DocBook resurgent: what it tells us about structured writing and component content management

A new XML-based content management system that is not based on DITA. Bet you didn’t see that coming. But I think it tells us something interesting about the two sides of structured writing.

Tom Johnson’s recent sponsored post explains the origins of Paligo, a relatively new CCMS out of Sweden. Paligo was developed by a company that had formerly been a DITA consulting shop in an attempt to come up with something that was easier to use (and less expensive) than the DITA solutions they were implementing.

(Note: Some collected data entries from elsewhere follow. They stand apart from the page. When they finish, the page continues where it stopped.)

#[cfg(test)]
mod tests {
	use super::*;
	use crate::level::{LineFlags, LineSpecial};

	#[test]
	fn anonymous_sectors_descend_from_0xfffe() {
		let mut anon = AnonymousSectors::new();
		assert_eq!(anon.alloc().unwrap(), 0xFFFE);
		assert_eq!(anon.alloc().unwrap(), 0xFFFD);
	}

	#[test]
	fn anonymous_sectors_error_before_colliding_with_no_sector() {
		let mut anon = AnonymousSectors { next: 0 };
		assert_eq!(anon.alloc().unwrap(), 0);
		assert!(matches!(anon.alloc(), Err(TranscodeError::AnonymousSectorExhausted)));
	}

	#[test]
	fn sides_get_set_round_trip() {
		let mut sides = Sides::<bool>::default();
		sides.set(Side::Left, true);
		assert!(sides.get(Side::Left));
		assert!(!sides.get(Side::Right));
	}

	#[test]
	fn winding_right_side_matches_table() {
		let (start, end) = Side::Right.winding(1, 1);
		assert_eq!(start, (128, -128));
		assert_eq!(end, (128, -64));
	}

	#[test]
	fn winding_top_side_matches_table() {
		let (start, end) = Side::Top.winding(1, 1);
		assert_eq!(start, (128, -64));
		assert_eq!(end, (64, -64));
	}

	/// An all-floor grid with no distinguishing tile should collapse to one
	/// sector and four merged boundary linedefs, one per grid edge.
	#[test]
	fn empty_level_is_one_sector_with_four_boundary_lines() {
		let catalog = Catalog::test_from_json("{}");
		let grid = Grid::synthetic(4, 4, Some(vec![5; 16]), None);

		let arena = transcode(&catalog, &grid).unwrap();

		assert_eq!(arena.sectors().len(), 1);
		assert_eq!(arena.things().len(), 0);
		assert_eq!(arena.lines().len(), 4);
		for line in arena.lines() {
			assert_eq!(line.flags, LineFlags::TWO_SIDED | LineFlags::BLOCK_SOUND);
			assert_eq!(line.special, LineSpecial::NORMAL);
		}
	}

	/// A single solid wall cell surrounded by floor gets exactly four
	/// textured, one-sided faces, one per cardinal direction, none merged
	/// since it has no same-wall neighbour to extend into.
	#[test]
	fn single_wall_cell_gets_four_blocking_faces() {
		let catalog = Catalog::test_from_json(
			r#"{"walls": [{"id": 2, "name": "Stone", "xtex": "WALL1", "ytex": "WALL1"}]}"#,
		);
		#[rustfmt::skip]
		let walls = vec![
			1, 1, 1,
			1, 2, 1,
			1, 1, 1,
		];
		let grid = Grid::synthetic(3, 3, Some(walls), None);

		let arena = transcode(&catalog, &grid).unwrap();

		assert_eq!(arena.sectors().len(), 1);
		let wall_lines: Vec<_> = arena
			.lines()
			.iter()
			.filter(|l| l.flags == (LineFlags::BLOCKING | LineFlags::UNPEG_LOW) && l.special == LineSpecial::NORMAL)
			.collect();
		assert_eq!(wall_lines.len(), 4);
		for line in &wall_lines {
			let front = &arena.sides()[line.front_side as usize];
			assert_eq!(front.middle.as_str(), "WALL1");
			let back = &arena.sides()[line.back_side as usize];
			assert_eq!(back.middle.as_str(), "-");
		}
	}

	/// A Y-axis door between two rooms synthesizes its own sector plus two
	/// anonymous track sectors, and its two slab faces are the only lines
	/// carrying the door's action special.
	#[test]
	fn y_axis_door_synthesizes_three_sectors_and_two_action_lines() {
		let catalog = Catalog::test_from_json(
			r#"{"doors": [{"id": 90, "type": "normal", "axis": "y", "ltex": "DOORL", "rtex": "DOORR", "track": "DOORTRAK"}]}"#,
		);
		let grid = Grid::synthetic(3, 1, Some(vec![10, 90, 11]), None);

		let arena = transcode(&catalog, &grid).unwrap();

		// Two rooms (keyed by tile 10 and 11) plus the door's own sector and
		// its two anonymous track sectors.
		assert_eq!(arena.sectors().len(), 5);

		let action_lines: Vec<_> = arena
			.lines()
			.iter()
			.filter(|l| l.special == LineSpecial::DOOR && l.flags == LineFlags::TWO_SIDED)
			.collect();
		assert_eq!(action_lines.len(), 2);
	}

	/// An X-axis door is the same three-sector, twelve-incidence shape as the
	/// Y-axis case, rotated 90 degrees: the rooms sit north/south instead of
	/// east/west.
	#[test]
	fn x_axis_door_synthesizes_three_sectors_and_two_action_lines() {
		let catalog = Catalog::test_from_json(
			r#"{"doors": [{"id": 90, "type": "normal", "axis": "x", "ltex": "DOORL", "rtex": "DOORR", "track": "DOORTRAK"}]}"#,
		);
		let grid = Grid::synthetic(1, 3, Some(vec![10, 90, 11]), None);

		let arena = transcode(&catalog, &grid).unwrap();

		assert_eq!(arena.sectors().len(), 5);

		let action_lines: Vec<_> = arena
			.lines()
			.iter()
			.filter(|l| l.special == LineSpecial::DOOR && l.flags == LineFlags::TWO_SIDED)
			.collect();
		assert_eq!(action_lines.len(), 2);
	}

	/// Running the transcoder twice on identical inputs is idempotent: the
	/// same arena shape comes out both times.
	#[test]
	fn transcode_is_idempotent() {
		let catalog = Catalog::test_from_json(
			r#"{"doors": [{"id": 90, "type": "normal", "axis": "y", "ltex": "DOORL", "rtex": "DOORR", "track": "DOORTRAK"}]}"#,
		);
		let grid = Grid::synthetic(3, 1, Some(vec![10, 90, 11]), None);

		let a = transcode(&catalog, &grid).unwrap();
		let b = transcode(&catalog, &grid).unwrap();

		assert_eq!(a.vertices().len(), b.vertices().len());
		assert_eq!(a.lines().len(), b.lines().len());
		assert_eq!(a.sectors().len(), b.sectors().len());
		assert_eq!(a.sector_keys(), b.sector_keys());
	}

	/// The ambush-promotion asymmetry: a resolved neighbour to the west is
	/// adopted even though the matching raw tile to the east would also
	/// qualify, because north/west are checked first and read already-resolved
	/// cells.
	#[test]
	fn ambush_promotion_prefers_resolved_west_neighbour_over_raw_east() {
		let catalog = Catalog::test_from_json(r#"{"areas": [{"id": 100, "type": "ambush"}]}"#);
		// tile 10 (west, already resolved) | 100 (ambush) | 10 (east, raw, same tile)
		let grid = Grid::synthetic(3, 1, Some(vec![10, 100, 10]), None);

		let arena = transcode(&catalog, &grid).unwrap();

		// All three cells share one sector keyed by tile 10; the ambush cell
		// adopts it via the west neighbour rather than allocating a fresh one.
		assert_eq!(arena.sectors().len(), 1);
	}

	/// A pushwall secret cell keeps its own `SECRET` sector, and its faces
	/// carry the secret texture on the back side only, with the front left
	/// blank (the wall retreats inward, so the visible face at rest is the
	/// one away from the passage).
	#[test]
	fn pushwall_cell_is_secret_sector_with_blank_front_faces() {
		let catalog = Catalog::test_from_json(
			r#"{
				"walls": [{"id": 3, "name": "Pushwall", "xtex": "PUSHTEX", "ytex": "PUSHTEX", "back_xtex": "PUSHBACK", "back_ytex": "PUSHBACK"}],
				"objects": [{"id": 50, "type": "pushwall"}]
			}"#,
		);
		#[rustfmt::skip]
		let walls = vec![
			1, 1, 1,
			1, 3, 1,
			1, 1, 1,
		];
		#[rustfmt::skip]
		let objects = vec![
			0, 0, 0,
			0, 50, 0,
			0, 0, 0,
		];
		let grid = Grid::synthetic(3, 3, Some(walls), Some(objects));

		let arena = transcode(&catalog, &grid).unwrap();

		// The room sector plus the pushwall's own anonymous secret sector.
		assert_eq!(arena.sectors().len(), 2);
		let secret_sector = arena.sectors().iter().find(|s| s.special == SectorSpecial::SECRET).unwrap();
		assert_eq!(secret_sector.special, SectorSpecial::SECRET);

		let secret_lines: Vec<_> = arena
			.lines()
			.iter()
			.filter(|l| l.flags == (LineFlags::TWO_SIDED | LineFlags::SECRET) && l.special == LineSpecial::SECRET)
			.collect();
		assert_eq!(secret_lines.len(), 4);
		for line in &secret_lines {
			// A pushwall face lands in the upper texture slot (not middle),
			// and only on the back side: the front is blank since the wall
			// retreats inward, away from the visible passage.
			let front = &arena.sides()[line.front_side as usize];
			assert_eq!(front.upper.as_str(), "-");
			let back = &arena.sides()[line.back_side as usize];
			assert_eq!(back.upper.as_str(), "PUSHBACK");
		}
	}

	/// An exit wall's special depends on what lies across it: the normal
	/// `EXIT` special facing an ordinary room, `SECRET_EXIT` facing a
	/// secret-exit area.
	#[test]
	fn exit_wall_special_depends_on_facing_area() {
		let catalog = Catalog::test_from_json(
			r#"{
				"walls": [{"id": 20, "name": "Exit", "xtex": "EXITDOOR", "xact": "exit"}],
				"areas": [{"id": 11, "type": "secret_exit"}]
			}"#,
		);
		let grid = Grid::synthetic(1, 3, Some(vec![10, 20, 11]), None);

		let arena = transcode(&catalog, &grid).unwrap();

		assert!(arena.lines().iter().any(|l| l.special == LineSpecial::EXIT));
		assert!(arena.lines().iter().any(|l| l.special == LineSpecial::SECRET_EXIT));
	}

	/// A thing placed on an ambush-area floor tile carries the `AMBUSH` bit;
	/// map coordinates are tile-centered (`x*64+32`, inverted-Y `-y*64-32`).
	#[test]
	fn thing_on_ambush_floor_is_flagged() {
		let catalog = Catalog::test_from_json(
			r#"{
				"areas": [{"id": 100, "type": "ambush"}],
				"objects": [{"id": 23, "type": "thing", "ednum": 2015, "angle": 90, "flags": ["easy", "normal", "hard"]}]
			}"#,
		);
		let grid = Grid::synthetic(2, 1, Some(vec![100, 5]), Some(vec![23, 0]));

		let mut arena = GeometryArena::new();
		place_things(&catalog, &grid, &mut arena);

		assert_eq!(arena.things().len(), 1);
		let thing = &arena.things()[0];
		assert_eq!((thing.x, thing.y), (32, -32));
		assert_eq!(thing.flags & crate::catalog::ThingFlagSet::AMBUSH.bits(), crate::catalog::ThingFlagSet::AMBUSH.bits());
	}
}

What is interesting to me about Paligo is that they chose DocBook rather than DITA as the underlying XML vocabulary. Why? Quoting Tom:

And it turns out that building on a foundation of Docbook XML is considerably easier than building with DITA. DITA tends to impose more restrictions about what you can and can’t do, Svensson says. Even so, Paligo is only “based on Docbook.” Paligo extends from this foundation, adding what they need and not letting the content model restrict the system, while maintaining full capability to export to the open standard.

This is interesting because DocBook is a large and complex specification. (I want to say larger and more complex than DITA, but I’m not sure if that is true anymore.) Why use it as the basis for what is supposed to be a system that is easier to use than DITA?

The answer seem to be lack of restriction. DocBook may be as large and as complex as DITA, if not more so, but it is much less restrictive. DITA has lots of restrictions on what you can and cannot do in each topic type. DocBook has very few. You can combine DocBook elements in just about any way that might occur to you. And apparently Paligo loosens DocBook even further.

Why is this significant? In a CCMS (Component Content Management System) the whole point of the system is to let you assemble documents out of pieces. The main benefit of this is content reuse. The main problem standing in the way is composability: the ability to put pieces together and have them work.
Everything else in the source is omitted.